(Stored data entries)

____

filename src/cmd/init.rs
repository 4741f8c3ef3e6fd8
//! Project initialization

use anyhow::{Context, Result};
use colored::Colorize;
use std::fs;
use std::path::Path;

use standings::paths::{CONFIG_FILE, STANDINGS_DIR};
use standings::ui;

const STARTER_CONFIG: &str = r#"---
league:
  name: Serie A

data:
  teams: data/teams.json
  zones: data/zones.json
  criteria: data/criteri.json

defaults:
  sort: points
  filter: all

labels:
  no_criteria: Nessun criterio selezionato
  show_all: Mostra tutte
  no_results: Nessuna squadra trovata
  footer_prefix: "© Info Serie A"

site:
  output_dir: ./public/
  base_url: /
  title: Classifica
---

# Standings config

`data` entries accept file paths (relative to this project) or http(s) URLs.
"#;

/// Write the starter config
pub fn cmd_init(force: bool) -> Result<()> {
    let config_path = Path::new(CONFIG_FILE);

    if config_path.exists() && !force {
        anyhow::bail!(
            "{} already exists. Use {} to overwrite.",
            CONFIG_FILE,
            "--force".cyan()
        );
    }

    fs::create_dir_all(STANDINGS_DIR)
        .with_context(|| format!("Failed to create {}", STANDINGS_DIR))?;
    fs::write(config_path, STARTER_CONFIG)
        .with_context(|| format!("Failed to write {}", CONFIG_FILE))?;

    if !ui::is_quiet() {
        println!("{} Created {}", "✓".green(), CONFIG_FILE);
        println!("\n{}", "Next steps:".bold());
        println!("  1. Point {} at your JSON files", "data:".cyan());
        println!("  2. Run {} to check the table", "standings show".cyan());
        println!("  3. Run {} to generate the site", "standings site build".cyan());
    }

    Ok(())
}
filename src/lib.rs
//! # Standings
//!
//! Standings renders a league table from pre-computed team data. Points and
//! fantapunti come from the data source; this crate orders, searches, zones
//! and filters the rows, then draws them in the terminal or as a static site.
//!
//! ## Modules
//!
//! - [`team`] - Team records and the teams document
//! - [`zone`] - Zones, zone lookup by position, and the legend
//! - [`criteria`] - Sort criteria, sorting, and criteria labels
//! - [`filter`] - Name search and zone filters
//! - [`standings`] - The view pipeline tying the above together
//! - [`data`] - Loading documents from files or URLs
//! - [`config`] - Project configuration
//! - [`site`] - Static site generation
//!
//! ## Example
//!
//! ```no_run
//! use standings::config::{Config, DataOverrides};
//! use standings::data::LeagueData;
//! use standings::standings::StandingsView;
//!
//! let config = Config::load().expect("Failed to load config");
//! let sources = config
//!     .data_sources(&DataOverrides::default())
//!     .expect("No data sources");
//! let data = LeagueData::load(&sources).expect("Failed to load data");
//!
//! let view = StandingsView::build(&data, &config.default_query(), &config.labels);
//! for row in view.visible_rows() {
//!     println!("{:>2}. {} {}", row.position, row.team.name, row.team.points);
//! }
//! ```

pub mod config;
pub mod criteria;
pub mod data;
pub mod filter;
pub mod footer;
pub mod formatters;
pub mod site;
pub mod standings;
pub mod team;
pub mod ui;
pub mod zone;

/// Default path constants for the standings directory structure.
pub mod paths {
    /// Project config file: `.standings/config.md`
    pub const CONFIG_FILE: &str = ".standings/config.md";
    /// Project directory: `.standings`
    pub const STANDINGS_DIR: &str = ".standings";
    /// Custom site theme directory: `.standings/site/theme`
    pub const THEME_DIR: &str = ".standings/site/theme";
}
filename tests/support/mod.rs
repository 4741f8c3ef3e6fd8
#![allow(dead_code)]

pub mod fixtures;
pub mod harness;
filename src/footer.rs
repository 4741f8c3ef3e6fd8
//! Footer line under the table.

use chrono::{Datelike, Local, NaiveDate};

use crate::team::TeamsData;

pub const DEFAULT_FOOTER_PREFIX: &str = "© Info Serie A";

const MONTHS_IT: [&str; 12] = [
    "gennaio",
    "febbraio",
    "marzo",
    "aprile",
    "maggio",
    "giugno",
    "luglio",
    "agosto",
    "settembre",
    "ottobre",
    "novembre",
    "dicembre",
];

/// Footer text for today's local date.
pub fn footer_text(data: &TeamsData, prefix: &str) -> String {
    footer_text_on(data, prefix, Local::now().date_naive())
}

/// Footer text as of `today`.
///
/// A finished season shows its end date; a running one shows `today`.
pub fn footer_text_on(data: &TeamsData, prefix: &str, today: NaiveDate) -> String {
    if data.has_champion() {
        let end_date = data.end_date.as_deref().unwrap_or_default();
        format!("{} {}", prefix, end_date).trim_end().to_string()
    } else {
        format!("{} {}", prefix, format_date_it(today))
    }
}

/// `DD <mese> YYYY`, e.g. `05 marzo 2026`.
pub fn format_date_it(date: NaiveDate) -> String {
    format!(
        "{:02} {} {}",
        date.day(),
        MONTHS_IT[date.month0() as usize],
        date.year()
    )
}
//! Configuration management for standings projects.
//!
//! Configuration lives in the YAML frontmatter of `.standings/config.md`.
//! A global config in the user's config directory supplies fallbacks; each
//! section present in the project config replaces the global one.

use anyhow::{Context, Result};
use serde::Deserialize;
use std::fs;
use std::path::{Path, PathBuf};

use crate::data::{DataSource, DataSources};
use crate::filter::ZoneFilter;
use crate::paths::CONFIG_FILE;
use crate::standings::StandingsQuery;

pub mod defaults;

pub use defaults::*;

#[derive(Debug, Clone, Default, Deserialize)]
pub struct Config {
    #[serde(default)]
    pub league: LeagueConfig,
    #[serde(default)]
    pub data: DataConfig,
    #[serde(default)]
    pub defaults: DefaultsConfig,
    #[serde(default)]
    pub labels: LabelsConfig,
    #[serde(default)]
    pub site: SiteConfig,
    /// Directory relative data paths resolve against
    #[serde(skip)]
    pub root: PathBuf,
}

impl Config {
    /// Load configuration with full merge semantics.
    /// Merge order (later overrides earlier):
    /// 1. Global config (<config dir>/standings/config.md)
    /// 2. Project config (.standings/config.md)
    pub fn load() -> Result<Self> {
        Self::load_merged_from(global_config_path().as_deref(), Path::new(CONFIG_FILE))
    }

    /// Like [`Config::load`], falling back to defaults when no project
    /// config exists.
    pub fn load_or_default() -> Result<Self> {
        if Path::new(CONFIG_FILE).exists() {
            Self::load()
        } else {
            let global = global_config_path()
                .filter(|p| p.exists())
                .map(|p| PartialConfig::load_from(&p))
                .transpose()?
                .unwrap_or_default();
            Ok(global.merge_with(PartialConfig::default(), PathBuf::from(".")))
        }
    }

    pub fn load_from(path: &Path) -> Result<Self> {
        let content = fs::read_to_string(path)
            .with_context(|| format!("Failed to read config from {}", path.display()))?;

        let mut config = Self::parse(&content)?;
        config.root = project_root(path);
        Ok(config)
    }

    pub fn parse(content: &str) -> Result<Self> {
        let (frontmatter, _body) = split_frontmatter(content);
        let frontmatter = frontmatter.context("Failed to extract frontmatter from config")?;

        let mut config: Config =
            serde_yaml::from_str(&frontmatter).context("Failed to parse config frontmatter")?;
        config.root = PathBuf::from(".");
        Ok(config)
    }

    /// Load merged configuration from the given global and project paths.
    /// The project config must exist; the global config is optional.
    pub fn load_merged_from(global_path: Option<&Path>, project_path: &Path) -> Result<Self> {
        let global_config = global_path
            .filter(|p| p.exists())
            .map(PartialConfig::load_from)
            .transpose()?
            .unwrap_or_default();

        let project_config = PartialConfig::load_from(project_path)?;

        Ok(global_config.merge_with(project_config, project_root(project_path)))
    }

    /// Resolve data sources, preferring explicit overrides over config.
    pub fn data_sources(&self, overrides: &DataOverrides) -> Result<DataSources> {
        let teams = self.resolve_source("teams", overrides.teams.as_deref(), &self.data.teams)?;
        let zones = self.resolve_source("zones", overrides.zones.as_deref(), &self.data.zones)?;
        let criteria = self.resolve_source(
            "criteria",
            overrides.criteria.as_deref(),
            &self.data.criteria,
        )?;

        Ok(DataSources {
            teams,
            zones,
            criteria,
        })
    }

    fn resolve_source(
        &self,
        name: &str,
        flag: Option<&str>,
        configured: &Option<String>,
    ) -> Result<DataSource> {
        if let Some(location) = flag {
            return Ok(DataSource::parse(location));
        }

        match configured {
            Some(location) => Ok(DataSource::parse(location).relative_to(&self.root)),
            None => anyhow::bail!(
                "No {} data source configured. Set data.{} in {} or pass --{}",
                name,
                name,
                CONFIG_FILE,
                name
            ),
        }
    }

    /// Initial query from the `defaults` section.
    pub fn default_query(&self) -> StandingsQuery {
        StandingsQuery::new(self.defaults.sort)
            .with_filter(ZoneFilter::from_key(&self.defaults.filter))
    }
}

/// Data source locations given on the command line
#[derive(Debug, Clone, Default)]
pub struct DataOverrides {
    pub teams: Option<String>,
    pub zones: Option<String>,
    pub criteria: Option<String>,
}

/// Returns the path to the global config file, e.g. ~/.config/standings/config.md
pub fn global_config_path() -> Option<PathBuf> {
    if let Ok(path) = std::env::var("STANDINGS_GLOBAL_CONFIG") {
        return Some(PathBuf::from(path));
    }
    dirs::config_dir().map(|dir| dir.join("standings").join("config.md"))
}

/// Project root for a config at `<root>/.standings/config.md`.
fn project_root(config_path: &Path) -> PathBuf {
    config_path
        .parent()
        .and_then(Path::parent)
        .filter(|p| !p.as_os_str().is_empty())
        .map(Path::to_path_buf)
        .unwrap_or_else(|| PathBuf::from("."))
}

/// Split `---` delimited YAML frontmatter from the markdown body.
pub fn split_frontmatter(content: &str) -> (Option<String>, &str) {
    let content = content.trim();

    let Some(rest) = content.strip_prefix("---") else {
        return (None, content);
    };

    match rest.find("\n---") {
        Some(end) => {
            let frontmatter = rest[..end].to_string();
            let body = rest[end + 4..].trim_start();
            (Some(frontmatter), body)
        }
        None => (None, content),
    }
}

/// Partial config for merging - each section optional
#[derive(Debug, Deserialize, Default)]
struct PartialConfig {
    pub league: Option<LeagueConfig>,
    pub data: Option<DataConfig>,
    pub defaults: Option<DefaultsConfig>,
    pub labels: Option<LabelsConfig>,
    pub site: Option<SiteConfig>,
}

impl PartialConfig {
    fn load_from(path: &Path) -> Result<Self> {
        let content = fs::read_to_string(path)
            .with_context(|| format!("Failed to read config from {}", path.display()))?;

        Self::parse(&content).with_context(|| format!("Invalid config in {}", path.display()))
    }

    fn parse(content: &str) -> Result<Self> {
        let (frontmatter, _body) = split_frontmatter(content);
        let frontmatter = frontmatter.context("Failed to extract frontmatter from config")?;

        serde_yaml::from_str(&frontmatter).context("Failed to parse config frontmatter")
    }

    /// Merge this global config with a project config.
    /// Sections present in the project config win; data locations merge
    /// per field so a project can point at its own teams file only.
    fn merge_with(self, project: PartialConfig, root: PathBuf) -> Config {
        let global_data = self.data.unwrap_or_default();
        let project_data = project.data.unwrap_or_default();

        Config {
            league: project.league.or(self.league).unwrap_or_default(),
            data: DataConfig {
                teams: project_data.teams.or(global_data.teams),
                zones: project_data.zones.or(global_data.zones),
                criteria: project_data.criteria.or(global_data.criteria),
            },
            defaults: project.defaults.or(self.defaults).unwrap_or_default(),
            labels: project.labels.or(self.labels).unwrap_or_default(),
            site: project.site.or(self.site).unwrap_or_default(),
            root,
        }
    }
}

____

**PROBLEM TO SOLVE**: Your task for the entries above: copy exactly the span starting with the line with "the teams document" and going on through the line with "pub mod data;", both lines included, and nothing else.

**ANSWER TO THIS EXERCISE**:
//! - [`team`] - Team records and the teams document
//! - [`zone`] - Zones, zone lookup by position, and the legend
//! - [`criteria`] - Sort criteria, sorting, and criteria labels
//! - [`filter`] - Name search and zone filters
//! - [`standings`] - The view pipeline tying the above together
//! - [`data`] - Loading documents from files or URLs
//! - [`config`] - Project configuration
//! - [`site`] - Static site generation
//!
//! ## Example
//!
//! ```no_run
//! use standings::config::{Config, DataOverrides};
//! use standings::data::LeagueData;
//! use standings::standings::StandingsView;
//!
//! let config = Config::load().expect("Failed to load config");
//! let sources = config
//!     .data_sources(&DataOverrides::default())
//!     .expect("No data sources");
//! let data = LeagueData::load(&sources).expect("Failed to load data");
//!
//! let view = StandingsView::build(&data, &config.default_query(), &config.labels);
//! for row in view.visible_rows() {
//!     println!("{:>2}. {} {}", row.position, row.team.name, row.team.points);
//! }
//! ```

pub mod config;
pub mod criteria;
pub mod data;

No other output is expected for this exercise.